Du sollst nicht begehren, was deinem Mitmenschen gehört: weder sein Haus noch seine Frau, seinen Knecht oder seine Magd, Rinder oder Esel oder irgendetwas anderes, was ihm gehört.

(Aus: 2.Mose 20,17 nach der Bibelübersetzung Hoffnung für alle)

Natürlich will kaum einer von uns einen Esel im Hausflur stehen haben. Worum es hier geht, ist viel mehr. Es ist das Begehren, das Verlangen nach dem, was man gerade nicht hat, der oder die andere aber schon.

Dabei vergisst man vollständig, was man hat und vor allem anderen, wie sehr Gott einen liebt, und dass wir in seiner Gegenwart etwas haben, dass durch nichts zu übertreffen ist: Gottes Liebe, seine Barmherzigkeit, sein Mitgefühl, seine Fürsorge, ihn selbst.

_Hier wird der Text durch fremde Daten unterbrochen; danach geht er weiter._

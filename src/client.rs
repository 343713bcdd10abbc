//! BSB-LAN Client
//!
//! Application-facing accessors. Each read makes sure the section's
//! supported parameters are known, then fetches fresh values for exactly
//! those parameters.

use chrono::NaiveDateTime;
use indexmap::IndexMap;
use serde::de::DeserializeOwned;
use std::collections::HashMap;
use std::fmt;
use std::str::FromStr;
use std::sync::Arc;
use tokio::sync::{OnceCell, RwLock};
use tracing::{debug, info, instrument, warn};

use crate::catalog::{ApiVersion, Catalog, Circuit, Partition};
use crate::config::BsbLanConfig;
use crate::discovery::{DeviceProfile, Discovery, ValidatedMapping};
use crate::error::{BsbLanError, BsbLanResult};
use crate::models::{
    assemble, Device, DeviceTime, DhwSchedule, EntityInfo, HotWaterConfig, HotWaterSchedule,
    HotWaterState, Info, Sensor, State, StaticState,
};
use crate::transport::{HttpTransport, RawResponse, SetRequest, Transport};

const DEFAULT_TEMPERATURE_UNIT: &str = "°C";

/// Controller date and time
const TIME_PARAMETER: &str = "0";
const DEVICE_TIME_FORMAT: &str = "%d.%m.%Y %H:%M:%S";

/// INF telegram carrying the room temperature of circuit 1
const ROOM_TEMPERATURE_TELEGRAM: &str = "10000";
const ROOM_TEMPERATURE_CELSIUS: (f64, f64) = (-10.0, 50.0);
const ROOM_TEMPERATURE_FAHRENHEIT: (f64, f64) = (14.0, 122.0);

/// Heating circuit operating mode
#[derive(Debug, Clone, Copy, PartialEq, Eq)]
pub enum HvacMode {
    Off,
    Auto,
    Eco,
    Heat,
}

impl HvacMode {
    pub fn code(self) -> i64 {
        match self {
            HvacMode::Off => 0,
            HvacMode::Auto => 1,
            HvacMode::Eco => 2,
            HvacMode::Heat => 3,
        }
    }

    pub fn from_code(code: i64) -> Option<Self> {
        match code {
            0 => Some(HvacMode::Off),
            1 => Some(HvacMode::Auto),
            2 => Some(HvacMode::Eco),
            3 => Some(HvacMode::Heat),
            _ => None,
        }
    }
}

impl FromStr for HvacMode {
    type Err = BsbLanError;

    fn from_str(s: &str) -> BsbLanResult<Self> {
        match s.trim().to_lowercase().as_str() {
            "off" => Ok(HvacMode::Off),
            "auto" => Ok(HvacMode::Auto),
            "eco" => Ok(HvacMode::Eco),
            "heat" => Ok(HvacMode::Heat),
            _ => Err(BsbLanError::InvalidParameter(s.to_string())),
        }
    }
}

impl fmt::Display for HvacMode {
    fn fmt(&self, f: &mut fmt::Formatter<'_>) -> fmt::Result {
        let name = match self {
            HvacMode::Off => "off",
            HvacMode::Auto => "auto",
            HvacMode::Eco => "eco",
            HvacMode::Heat => "heat",
        };
        f.write_str(name)
    }
}

/// A single thermostat change; exactly one field must be set.
#[derive(Debug, Clone, Default, PartialEq)]
pub struct ThermostatUpdate {
    pub target_temperature: Option<f64>,
    pub hvac_mode: Option<HvacMode>,
}

impl ThermostatUpdate {
    pub fn target_temperature(value: f64) -> Self {
        Self {
            target_temperature: Some(value),
            ..Default::default()
        }
    }

    pub fn hvac_mode(mode: HvacMode) -> Self {
        Self {
            hvac_mode: Some(mode),
            ..Default::default()
        }
    }
}

/// A single hot water change; exactly one field must be set.
#[derive(Debug, Clone, Default, PartialEq)]
pub struct HotWaterUpdate {
    pub operating_mode: Option<i64>,
    pub nominal_setpoint: Option<f64>,
    pub reduced_setpoint: Option<f64>,
    pub nominal_setpoint_max: Option<f64>,
    pub eco_mode_selection: Option<i64>,
    pub dhw_charging_priority: Option<i64>,
    pub legionella_setpoint: Option<f64>,
}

Genau das ist auch die Erfahrung der ersten Christen, von denen wir in der Apostelgeschichte lesen. Der Heilige Geist Gottes kommt zu konkreten Menschen, befreit sie von Fesseln, die sie sich selbst angelegt haben und gibt ihnen eine ganz neue Sicht auf das Leben, auf das eigene und das der anderen. Dabei kommt er nicht mit Regeln, sondern einer neuen, liebevollen Haltung.

Hören wir auf eine, leider sehr traurige Geschichte, …

... mit der uns Lukas helfen will ehrlich mit usn zu sein und sich auf die Liebe Gottes einzulassen: Apostelgeschichte 4,32 – 5,11.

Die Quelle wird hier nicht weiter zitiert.